DATA FOR ANALYSIS section start

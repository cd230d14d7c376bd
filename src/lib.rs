//! Shipping-method resolver and profit calculator for flea-market sellers in Japan.
//!
//! [`domain::ShippingResolver`] turns a product form into a ranked list of at most
//! three carrier options. [`infra::AnalysisService`] optionally adds AI advice on
//! top, falling back to canned text whenever the model is unavailable.

pub mod domain;
pub mod infra;
pub mod util;
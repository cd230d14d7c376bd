//! Size tier classification from parcel dimensions.

use std::fmt;

use serde::{Deserialize, Serialize};

/// Physical parcel measurements in centimetres and grams.
#[derive(Clone, Copy, Debug, Default, PartialEq, Serialize, Deserialize)]
pub struct Parcel {
    pub length: f64,
    pub width: f64,
    pub thickness: f64,
    pub weight: u32,
}

impl Parcel {
    pub fn new(length: f64, width: f64, thickness: f64, weight: u32) -> Self {
        Self {
            length,
            width,
            thickness,
            weight,
        }
    }

    /// Three-side sum used by the box tiers.
    pub fn total_size(&self) -> f64 {
        self.length + self.width + self.thickness
    }
}

#[derive(Clone, Copy, Debug, PartialEq, Eq, Hash, PartialOrd, Ord, Serialize, Deserialize)]
pub enum SizeCode {
    #[serde(rename = "compact")]
    Compact,
    #[serde(rename = "60")]
    S60,
    #[serde(rename = "80")]
    S80,
    #[serde(rename = "100")]
    S100,
    #[serde(rename = "120")]
    S120,
    #[serde(rename = "140")]
    S140,
    #[serde(rename = "160")]
    S160,
    #[serde(rename = "180")]
    S180,
    #[serde(rename = "200")]
    S200,
}

/// Upper bound of each summed-dimension band, smallest first.
const SIZE_BANDS: [(f64, SizeCode); 7] = [
    (60.0, SizeCode::S60),
    (80.0, SizeCode::S80),
    (100.0, SizeCode::S100),
    (120.0, SizeCode::S120),
    (140.0, SizeCode::S140),
    (160.0, SizeCode::S160),
    (180.0, SizeCode::S180),
];

impl SizeCode {
    pub fn as_str(&self) -> &'static str {
        match self {
            SizeCode::Compact => "compact",
            SizeCode::S60 => "60",
            SizeCode::S80 => "80",
            SizeCode::S100 => "100",
            SizeCode::S120 => "120",
            SizeCode::S140 => "140",
            SizeCode::S160 => "160",
            SizeCode::S180 => "180",
            SizeCode::S200 => "200",
        }
    }

    /// Price multiplier against the 60 tier. `None` for the compact box, which has its own table.
    pub fn multiplier(&self) -> Option<f64> {
        match self {
            SizeCode::Compact => None,
            SizeCode::S60 => Some(1.0),
            SizeCode::S80 => Some(1.28),
            SizeCode::S100 => Some(1.55),
            SizeCode::S120 => Some(1.81),
            SizeCode::S140 => Some(2.11),
            SizeCode::S160 => Some(2.33),
            SizeCode::S180 => Some(2.70),
            SizeCode::S200 => Some(3.05),
        }
    }

    pub fn is_box_tier(&self) -> bool {
        !matches!(self, SizeCode::Compact)
    }
}

impl fmt::Display for SizeCode {
    fn fmt(&self, f: &mut fmt::Formatter<'_>) -> fmt::Result {
        f.write_str(self.as_str())
    }
}

fn fits_compact_box(parcel: &Parcel) -> bool {
    parcel.length <= 25.0 && parcel.width <= 20.0 && parcel.thickness <= 5.0
}

fn fits_thin_compact_box(parcel: &Parcel) -> bool {
    parcel.length <= 34.0 && parcel.width <= 24.8 && parcel.thickness <= 3.0
}

/// Classifies a parcel into a size tier. Weight never changes the tier.
pub fn size_category(parcel: &Parcel) -> SizeCode {
    if fits_compact_box(parcel) || fits_thin_compact_box(parcel) {
        return SizeCode::Compact;
    }

    let total = parcel.total_size();
    SIZE_BANDS
        .iter()
        .find(|(limit, _)| total <= *limit)
        .map(|(_, code)| *code)
        .unwrap_or(SizeCode::S200)
}
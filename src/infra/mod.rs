pub mod analysis;
pub mod openai;

pub use analysis::{AnalysisError, AnalysisService};
pub use openai::{CompletionBackend, OpenAiClient, OpenAiClientError};
use tracing_subscriber::EnvFilter;

/// Installs a stderr `fmt` subscriber filtered by `RUST_LOG`, defaulting to `info`.
///
/// Does nothing if a global subscriber is already set, so embedding
/// applications and tests can call it freely.
pub fn init_tracing(app_name: &'static str) {
    let env_filter = EnvFilter::try_from_default_env().unwrap_or_else(|_| EnvFilter::new("info"));
    let installed = tracing_subscriber::fmt()
        .with_env_filter(env_filter)
        .with_writer(std::io::stderr)
        .try_init()
        .is_ok();

    if installed {
        tracing::debug!(application = app_name, "tracing initialised");
    }
}

#[cfg(test)]
mod tests {
    use super::*;

    #[test]
    fn repeated_init_is_harmless() {
        init_tracing("okuru-navi-test");
        init_tracing("okuru-navi-test");
    }
}
//! Form input: lenient parsing plus advisory validation.

use serde::{Deserialize, Serialize};

use super::region::correct_prefecture;
use super::size::Parcel;

/// Origin used when the seller leaves it blank.
pub const DEFAULT_ORIGIN: &str = "東京都";

/// Raw values exactly as typed into the form.
#[derive(Clone, Debug, Default, PartialEq, Serialize, Deserialize)]
#[serde(rename_all = "camelCase", default)]
pub struct ProductForm {
    pub category: String,
    pub length: String,
    pub width: String,
    pub thickness: String,
    pub weight: String,
    pub destination: String,
    pub origin: Option<String>,
    pub sale_price: Option<String>,
    pub cost_price: Option<String>,
    pub is_drop_off: Option<bool>,
}

/// Parsed product details. Read-only once handed to the resolver.
#[derive(Clone, Debug, PartialEq, Serialize, Deserialize)]
#[serde(rename_all = "camelCase")]
pub struct ProductInfo {
    pub category: String,
    pub length: f64,
    pub width: f64,
    pub thickness: f64,
    pub weight: u32,
    pub destination: String,
    pub origin: String,
    pub sale_price: Option<u32>,
    pub cost_price: Option<u32>,
    pub is_drop_off: bool,
}

impl ProductInfo {
    pub fn from_form(form: &ProductForm) -> Self {
        Self::from_form_with_origin(form, DEFAULT_ORIGIN)
    }

    /// Like [`ProductInfo::from_form`], with `default_origin` standing in for a blank origin.
    pub fn from_form_with_origin(form: &ProductForm, default_origin: &str) -> Self {
        Self {
            category: form.category.trim().to_string(),
            length: parse_measure(&form.length),
            width: parse_measure(&form.width),
            thickness: parse_measure(&form.thickness),
            weight: parse_measure(&form.weight).round() as u32,
            destination: normalize_prefecture(&form.destination),
            origin: form
                .origin
                .as_deref()
                .map(normalize_prefecture)
                .filter(|origin| !origin.is_empty())
                .unwrap_or_else(|| fallback_origin(default_origin)),
            sale_price: parse_price(form.sale_price.as_deref()),
            cost_price: parse_price(form.cost_price.as_deref()),
            is_drop_off: form.is_drop_off.unwrap_or(false),
        }
    }

    pub fn parcel(&self) -> Parcel {
        Parcel::new(self.length, self.width, self.thickness, self.weight)
    }
}

fn fallback_origin(default_origin: &str) -> String {
    let origin = normalize_prefecture(default_origin);
    if origin.is_empty() {
        DEFAULT_ORIGIN.to_string()
    } else {
        origin
    }
}

fn normalize_prefecture(raw: &str) -> String {
    correct_prefecture(raw)
        .map(str::to_string)
        .unwrap_or_else(|| raw.trim().to_string())
}

fn parse_price(raw: Option<&str>) -> Option<u32> {
    raw.map(parse_measure)
        .map(|value| value.round() as u32)
        .filter(|value| *value > 0)
}

/// Reads the leading number of a form field, `parseFloat` style.
///
/// Full-width digits are accepted. Anything unparsable, non-finite or not
/// strictly positive becomes `0.0`.
pub fn parse_measure(raw: &str) -> f64 {
    leading_number(raw)
        .filter(|value| *value > 0.0)
        .unwrap_or(0.0)
}

/// The longest numeric prefix of `raw`, sign and exponent included.
pub(crate) fn leading_number(raw: &str) -> Option<f64> {
    let normalized: String = raw
        .trim()
        .chars()
        .map(|ch| match ch {
            '０'..='９' => char::from_u32(ch as u32 - '０' as u32 + '0' as u32).unwrap_or(ch),
            '．' => '.',
            '＋' => '+',
            '－' => '-',
            'ｅ' => 'e',
            'Ｅ' => 'E',
            other => other,
        })
        .collect();
    let bytes = normalized.as_bytes();

    let mut end = 0;
    if matches!(bytes.first(), Some(b'+' | b'-')) {
        end = 1;
    }
    let digits_start = end;
    end += count_digits(&bytes[end..]);
    let mut mantissa_digits = end - digits_start;
    if bytes.get(end) == Some(&b'.') {
        let fraction = count_digits(&bytes[end + 1..]);
        mantissa_digits += fraction;
        end += 1 + fraction;
    }
    if mantissa_digits == 0 {
        return None;
    }

    if matches!(bytes.get(end), Some(b'e' | b'E')) {
        let mut exponent = end + 1;
        if matches!(bytes.get(exponent), Some(b'+' | b'-')) {
            exponent += 1;
        }
        let exponent_digits = count_digits(&bytes[exponent..]);
        if exponent_digits > 0 {
            end = exponent + exponent_digits;
        }
    }

    normalized[..end]
        .parse::<f64>()
        .ok()
        .filter(|value| value.is_finite())
}

fn count_digits(bytes: &[u8]) -> usize {
    bytes.iter().take_while(|byte| byte.is_ascii_digit()).count()
}

/// Form limits shown to the seller.
pub struct ValidationRules {
    pub min_length: f64,
    pub max_length: f64,
    pub min_width: f64,
    pub max_width: f64,
    pub min_thickness: f64,
    pub max_thickness: f64,
    pub min_weight: f64,
    pub max_weight: f64,
}

pub const VALIDATION_RULES: ValidationRules = ValidationRules {
    min_length: 1.0,
    max_length: 100.0,
    min_width: 1.0,
    max_width: 100.0,
    min_thickness: 0.1,
    max_thickness: 60.0,
    min_weight: 1.0,
    max_weight: 30_000.0,
};

#[derive(Clone, Debug, Default, PartialEq, Serialize, Deserialize)]
pub struct ValidationReport {
    pub errors: Vec<String>,
    pub warnings: Vec<String>,
}

impl ValidationReport {
    pub fn is_valid(&self) -> bool {
        self.errors.is_empty()
    }
}

/// Checks the form the way the input screen does. Advisory only: the
/// resolver still accepts anything.
pub fn validate_form(form: &ProductForm) -> ValidationReport {
    let rules = &VALIDATION_RULES;
    let mut report = ValidationReport::default();

    if form.category.trim().is_empty() {
        report.errors.push("カテゴリを選択してください".to_string());
    }
    if form.destination.trim().is_empty() {
        report.errors.push("配送先を選択してください".to_string());
    }

    let length = check_range(
        &mut report,
        &form.length,
        "長さ",
        "cm",
        rules.min_length,
        rules.max_length,
    );
    let width = check_range(
        &mut report,
        &form.width,
        "幅",
        "cm",
        rules.min_width,
        rules.max_width,
    );
    let thickness = check_range(
        &mut report,
        &form.thickness,
        "厚み",
        "cm",
        rules.min_thickness,
        rules.max_thickness,
    );
    let weight = check_range(
        &mut report,
        &form.weight,
        "重量",
        "g",
        rules.min_weight,
        rules.max_weight,
    );

    if report.is_valid() {
        if thickness > 3.0 {
            report
                .warnings
                .push("厚み3cm超過：配送方法が限定される可能性があります".to_string());
        }
        if weight > 1000.0 {
            report
                .warnings
                .push("重量1kg超過：一部サービスが利用できません".to_string());
        }
        if length > 50.0 || width > 50.0 {
            report
                .warnings
                .push("大型サイズ：宅配便が必要な可能性があります".to_string());
        }
    }

    report
}

fn check_range(
    report: &mut ValidationReport,
    raw: &str,
    label: &str,
    unit: &str,
    min: f64,
    max: f64,
) -> f64 {
    let value = parse_measure(raw);
    if value <= 0.0 {
        report
            .errors
            .push(format!("{label}は正の数値で入力してください"));
    } else if value < min || value > max {
        report
            .errors
            .push(format!("{label}は{min}〜{max}{unit}の範囲で入力してください"));
    }
    value
}
//! Crate name and version, as stamped by `build.rs`.

pub const CRATE_NAME: &str = env!("CARGO_PKG_NAME");
pub const APP_VERSION: &str = env!("CARGO_PKG_VERSION");
pub const GIT_TAG: Option<&str> = option_env!("GIT_TAG");

pub fn version_label() -> String {
    if let Some(tag) = GIT_TAG {
        tag.to_string()
    } else {
        format!("v{}", APP_VERSION)
    }
}

/// `okuru-navi/v1.0.0`, sent as the HTTP User-Agent.
pub fn user_agent() -> String {
    format!("{}/{}", CRATE_NAME, version_label())
}

#[cfg(test)]
mod tests {
    use super::*;

    #[test]
    fn label_is_prefixed() {
        let label = version_label();
        assert!(label.starts_with('v') || GIT_TAG.is_some());
    }

    #[test]
    fn user_agent_names_the_crate_only() {
        let agent = user_agent();
        assert!(agent.starts_with("okuru-navi/"));
        assert!(!agent.contains("http"));
    }
}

DATA FOR ANALYSIS section end

> **TRY IT**
A single number is the whole answer: the count of lines above that hold "derive".

> **RESPONSE TO THIS EXERCISE**
5